*DESCRIPTION OF THE TASK*
Both the line with "last render pass" and the line with "if let Some(root)" in the records below must appear in the output, along with every line between them, exactly and with nothing added.

*RECORDS*
┄┄┄┄┄┄┄┄┄┄

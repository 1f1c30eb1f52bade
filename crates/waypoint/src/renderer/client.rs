use std::sync::atomic::{AtomicUsize, Ordering};
use std::sync::Arc;

use async_trait::async_trait;
use parking_lot::Mutex;
use tracing::trace;

use super::{PageRenderer, RenderedPage, RootView, View, ViewRegistry};
use crate::controller::{DecoratedController, PageContext};
use crate::options::RouteOptions;
use crate::resources::{resolve_pending, PageResources};
use crate::state::State;

struct MountedView {
    view: Arc<dyn View>,
    root: Option<Arc<dyn RootView>>,
    context: PageContext,
}

/// Renders as soon as ready values land and again on every state change.
///
/// The latest markup is kept in memory and read with
/// [`ClientPageRenderer::content`].
#[derive(Default)]
pub struct ClientPageRenderer {
    views: ViewRegistry,
    mounted: Mutex<Option<MountedView>>,
    content: Mutex<Option<String>>,
    renders: AtomicUsize,
}

impl ClientPageRenderer {
    pub fn new(views: ViewRegistry) -> Self {
        Self {
            views,
            ..Self::default()
        }
    }

    /// Markup of the last render pass
    pub fn content(&self) -> Option<String> {
        self.content.lock().clone()
    }

    pub fn render_count(&self) -> usize {
        self.renders.load(Ordering::SeqCst)
    }

    fn render(&self, state: &State) {
        let Some((view, root, context)) = self
            .mounted
            .lock()
            .as_ref()
            .map(|m| (Arc::clone(&m.view), m.root.clone(), m.context.clone()))
        else {
            return;
        };

        let mut body = view.render(state, &context);
        if let Some(root) = root {
            body = root.render(body, state);
        }
        *self.content.lock() = Some(body.into_string());
        let pass = self.renders.fetch_add(1, Ordering::SeqCst) + 1;
        trace!(pass, "client render pass");
    }

    async fn apply(&self, controller: &DecoratedController, resources: PageResources) -> anyhow::Result<RenderedPage> {
        let (ready, pending) = resources.split();
        controller.set_state(ready.clone())?;

        let mut loaded = ready;
        loaded.extend(resolve_pending(pending, controller.context().state().as_ref()).await?);
        controller.set_meta_params(&loaded);

        Ok(RenderedPage {
            status: controller.http_status(),
            content: self.content(),
            page_state: controller.get_state(),
        })
    }
}

#[async_trait]
impl PageRenderer for ClientPageRenderer {
    async fn mount(
        &self,
        controller: &DecoratedController,
        view: &Arc<dyn View>,
        resources: PageResources,
        options: &RouteOptions,
    ) -> anyhow::Result<RenderedPage> {
        *self.mounted.lock() = Some(MountedView {
            view: Arc::clone(view),
            root: self.views.root(options.managed_root_view.as_ref()),
            context: controller.context().clone(),
        });
        self.apply(controller, resources).await
    }

    async fn update(
        &self,
        controller: &DecoratedController,
        resources: PageResources,
    ) -> anyhow::Result<RenderedPage> {
        if let Some(mounted) = self.mounted.lock().as_mut() {
            mounted.context = controller.context().clone();
        }
        self.apply(controller, resources).await
    }

    fn unmount(&self) {
        *self.mounted.lock() = None;
        *self.content.lock() = None;
    }

    fn set_state(&self, state: &State) {
        self.render(state);
    }
}
use std::collections::BTreeSet;
use std::fmt;

use tracing::{error, warn};

use super::{PageState, State, StateHandle};
use crate::config::ValidationMode;
use crate::error::StateError;

/// State access limited to a set of keys.
///
/// Reads see the whole page state. Writes touching a key outside the allowed
/// set are rejected in strict mode and trimmed in lenient mode.
pub struct RestrictedStateManager {
    inner: StateHandle,
    allowed: BTreeSet<String>,
    mode: ValidationMode,
}

impl RestrictedStateManager {
    pub fn new(inner: StateHandle, allowed: BTreeSet<String>, mode: ValidationMode) -> Self {
        Self {
            inner,
            allowed,
            mode,
        }
    }

    pub fn allowed_keys(&self) -> &BTreeSet<String> {
        &self.allowed
    }

    fn unauthorized(&self, patch: &State) -> Vec<String> {
        patch
            .keys()
            .filter(|key| !self.allowed.contains(*key))
            .cloned()
            .collect()
    }
}

impl PageState for RestrictedStateManager {
    fn get_state(&self) -> State {
        self.inner.get_state()
    }

    fn set_state(&self, mut patch: State) -> Result<(), StateError> {
        let keys = self.unauthorized(&patch);
        if keys.is_empty() {
            return self.inner.set_state(patch);
        }

        match self.mode {
            ValidationMode::Strict => {
                error!(?keys, allowed = ?self.allowed, "rejected state write with unauthorized keys");
                Err(StateError::UnauthorizedKeys {
                    keys,
                    allowed: self.allowed.iter().cloned().collect(),
                })
            }
            ValidationMode::Lenient => {
                warn!(?keys, allowed = ?self.allowed, "dropping unauthorized keys from state write");
                patch.retain(|key, _| self.allowed.contains(key));
                if patch.is_empty() {
                    return Ok(());
                }
                self.inner.set_state(patch)
            }
        }
    }
}

impl fmt::Debug for RestrictedStateManager {
    fn fmt(&self, f: &mut fmt::Formatter<'_>) -> fmt::Result {
        f.debug_struct("RestrictedStateManager")
            .field("allowed", &self.allowed)
            .field("mode", &self.mode)
            .finish()
    }
}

┄┄┄┄┄┄┄┄┄┄

*WRITTEN RESPONSE*
    /// Markup of the last render pass
    pub fn content(&self) -> Option<String> {
        self.content.lock().clone()
    }

    pub fn render_count(&self) -> usize {
        self.renders.load(Ordering::SeqCst)
    }

    fn render(&self, state: &State) {
        let Some((view, root, context)) = self
            .mounted
            .lock()
            .as_ref()
            .map(|m| (Arc::clone(&m.view), m.root.clone(), m.context.clone()))
        else {
            return;
        };

        let mut body = view.render(state, &context);
        if let Some(root) = root {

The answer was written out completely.